• **ACTION ITEM**:
Return each entry below without any alteration.

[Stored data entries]
______________________________

//! # Agent Discovery
//!
//! Discovery and resource aggregation for management agents.
//!
//! This crate provides two cooperating pieces:
//!
//! - a small UDP multicast protocol through which agents announce themselves
//!   and clients locate them, and
//! - a [`ResourceAggregator`] presenting several in-process resource
//!   registries as one, with strict priority rules on overlapping names.
//!
//! ## Features
//!
//! - Bounded text wire format with forward-compatible unknown fields
//! - Async responder and requestor using Tokio
//! - Lock-free reads of the provider list, monotonic change detection
//! - Per-provider failure isolation during bulk enumeration
//! - Rate-limited responses and optional `metrics` counters
//!
//! ## Aggregating registries
//!
//! ```rust
//! use agent_discovery::{
//!     provider::{RegistryProvider, local::{LocalRegistry, LocalResource}},
//!     registry::ResourceAggregator,
//!     types::ResourceId,
//! };
//! use serde_json::json;
//! use std::sync::Arc;
//!
//! # fn main() -> agent_discovery::Result<()> {
//! let agent = LocalRegistry::new("agent");
//! let platform = LocalRegistry::new("platform");
//! let id = ResourceId::new("app:type=Cache")?;
//! agent.register(id.clone(), LocalResource::new().with_attribute("Size", json!(10)))?;
//! platform.register(id.clone(), LocalResource::new().with_attribute("Size", json!(99)))?;
//!
//! let aggregator = ResourceAggregator::new(
//!     Arc::new(agent),
//!     [Arc::new(platform) as Arc<dyn RegistryProvider>],
//! )?;
//!
//! // The primary registry wins on conflicting names
//! let size = aggregator.execute(&id, |conn, id, _| conn.get_attribute(id, "Size"), &[])?;
//! assert_eq!(size, json!(10));
//! # Ok(())
//! # }
//! ```
//!
//! ## Discovering agents
//!
//! ```rust,no_run
//! use agent_discovery::{DiscoveryConfig, DiscoveryRequestor};
//! use std::time::Duration;
//!
//! #[tokio::main]
//! async fn main() -> Result<(), Box<dyn std::error::Error>> {
//!     let config = DiscoveryConfig::from_env()?.with_timeout(Duration::from_secs(2));
//!     let requestor = DiscoveryRequestor::new(config)?;
//!
//!     for agent in requestor.discover().await? {
//!         println!("{:?} (confidence {:?})", agent.url, agent.confidence);
//!     }
//!     Ok(())
//! }
//! ```
//!
//! ## Answering queries
//!
//! ```rust,no_run
//! use agent_discovery::{DiscoveryConfig, DiscoveryResponder, transport::MulticastSocket};
//! use tokio::sync::broadcast;
//!
//! #[tokio::main]
//! async fn main() -> Result<(), Box<dyn std::error::Error>> {
//!     let config = DiscoveryConfig::new().with_agent_url("http://10.0.0.5:8778/agent");
//!     let responder = DiscoveryResponder::new(&config)?;
//!     let socket = MulticastSocket::bind_group(&config)?;
//!
//!     let (shutdown, rx) = broadcast::channel(1);
//!     tokio::spawn(async move {
//!         let _ = tokio::signal::ctrl_c().await;
//!         let _ = shutdown.send(());
//!     });
//!     responder.serve(&socket, rx).await?;
//!     Ok(())
//! }
//! ```

#![warn(missing_docs)]
#![forbid(unsafe_code)]

pub mod agent;
pub mod config;
pub mod discovery;
pub mod error;
pub mod message;
pub mod provider;
pub mod registry;
pub mod transport;
pub mod types;
pub mod utils;

// Re-export main types for convenience
pub use agent::{AgentDetails, DiscoveredAgent};
pub use config::DiscoveryConfig;
pub use discovery::{DiscoveryRequestor, DiscoveryResponder};
pub use error::{DiscoveryError, Result};
pub use message::{DiscoveryMessage, MessageType, Payload};
pub use provider::{RegistryProvider, ResourceConnection};
pub use registry::{ErrorMode, ResourceAggregator};
pub use types::{ResourceId, ResourcePattern, ServerInfo};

______________________________

• **TASK RESPONSE**:
//! # Agent Discovery
//!
//! Discovery and resource aggregation for management agents.
//!
//! This crate provides two cooperating pieces:
//!
//! - a small UDP multicast protocol through which agents announce themselves
//!   and clients locate them, and
//! - a [`ResourceAggregator`] presenting several in-process resource
//!   registries as one, with strict priority rules on overlapping names.
//!
//! ## Features
//!
//! - Bounded text wire format with forward-compatible unknown fields
//! - Async responder and requestor using Tokio
//! - Lock-free reads of the provider list, monotonic change detection
//! - Per-provider failure isolation during bulk enumeration
//! - Rate-limited responses and optional `metrics` counters
//!
//! ## Aggregating registries
//!
//! ```rust
//! use agent_discovery::{
//!     provider::{RegistryProvider, local::{LocalRegistry, LocalResource}},
//!     registry::ResourceAggregator,
//!     types::ResourceId,
//! };
//! use serde_json::json;
//! use std::sync::Arc;
//!
//! # fn main() -> agent_discovery::Result<()> {
//! let agent = LocalRegistry::new("agent");
//! let platform = LocalRegistry::new("platform");
//! let id = ResourceId::new("app:type=Cache")?;
//! agent.register(id.clone(), LocalResource::new().with_attribute("Size", json!(10)))?;
//! platform.register(id.clone(), LocalResource::new().with_attribute("Size", json!(99)))?;
//!
//! let aggregator = ResourceAggregator::new(
//!     Arc::new(agent),
//!     [Arc::new(platform) as Arc<dyn RegistryProvider>],
//! )?;
//!
//! // The primary registry wins on conflicting names
//! let size = aggregator.execute(&id, |conn, id, _| conn.get_attribute(id, "Size"), &[])?;
//! assert_eq!(size, json!(10));
//! # Ok(())
//! # }
//! ```
//!
//! ## Discovering agents
//!
//! ```rust,no_run
//! use agent_discovery::{DiscoveryConfig, DiscoveryRequestor};
//! use std::time::Duration;
//!
//! #[tokio::main]
//! async fn main() -> Result<(), Box<dyn std::error::Error>> {
//!     let config = DiscoveryConfig::from_env()?.with_timeout(Duration::from_secs(2));
//!     let requestor = DiscoveryRequestor::new(config)?;
//!
//!     for agent in requestor.discover().await? {
//!         println!("{:?} (confidence {:?})", agent.url, agent.confidence);
//!     }
//!     Ok(())
//! }
//! ```
//!
//! ## Answering queries
//!
//! ```rust,no_run
//! use agent_discovery::{DiscoveryConfig, DiscoveryResponder, transport::MulticastSocket};
//! use tokio::sync::broadcast;
//!
//! #[tokio::main]
//! async fn main() -> Result<(), Box<dyn std::error::Error>> {
//!     let config = DiscoveryConfig::new().with_agent_url("http://10.0.0.5:8778/agent");
//!     let responder = DiscoveryResponder::new(&config)?;
//!     let socket = MulticastSocket::bind_group(&config)?;
//!
//!     let (shutdown, rx) = broadcast::channel(1);
//!     tokio::spawn(async move {
//!         let _ = tokio::signal::ctrl_c().await;
//!         let _ = shutdown.send(());
//!     });
//!     responder.serve(&socket, rx).await?;
//!     Ok(())
//! }
//! ```

#![warn(missing_docs)]
#![forbid(unsafe_code)]

pub mod agent;
pub mod config;
pub mod discovery;
pub mod error;
pub mod message;
pub mod provider;
pub mod registry;
pub mod transport;
pub mod types;
pub mod utils;

// Re-export main types for convenience
pub use agent::{AgentDetails, DiscoveredAgent};
pub use config::DiscoveryConfig;
pub use discovery::{DiscoveryRequestor, DiscoveryResponder};
pub use error::{DiscoveryError, Result};
pub use message::{DiscoveryMessage, MessageType, Payload};
pub use provider::{RegistryProvider, ResourceConnection};
pub use registry::{ErrorMode, ResourceAggregator};
pub use types::{ResourceId, ResourcePattern, ServerInfo};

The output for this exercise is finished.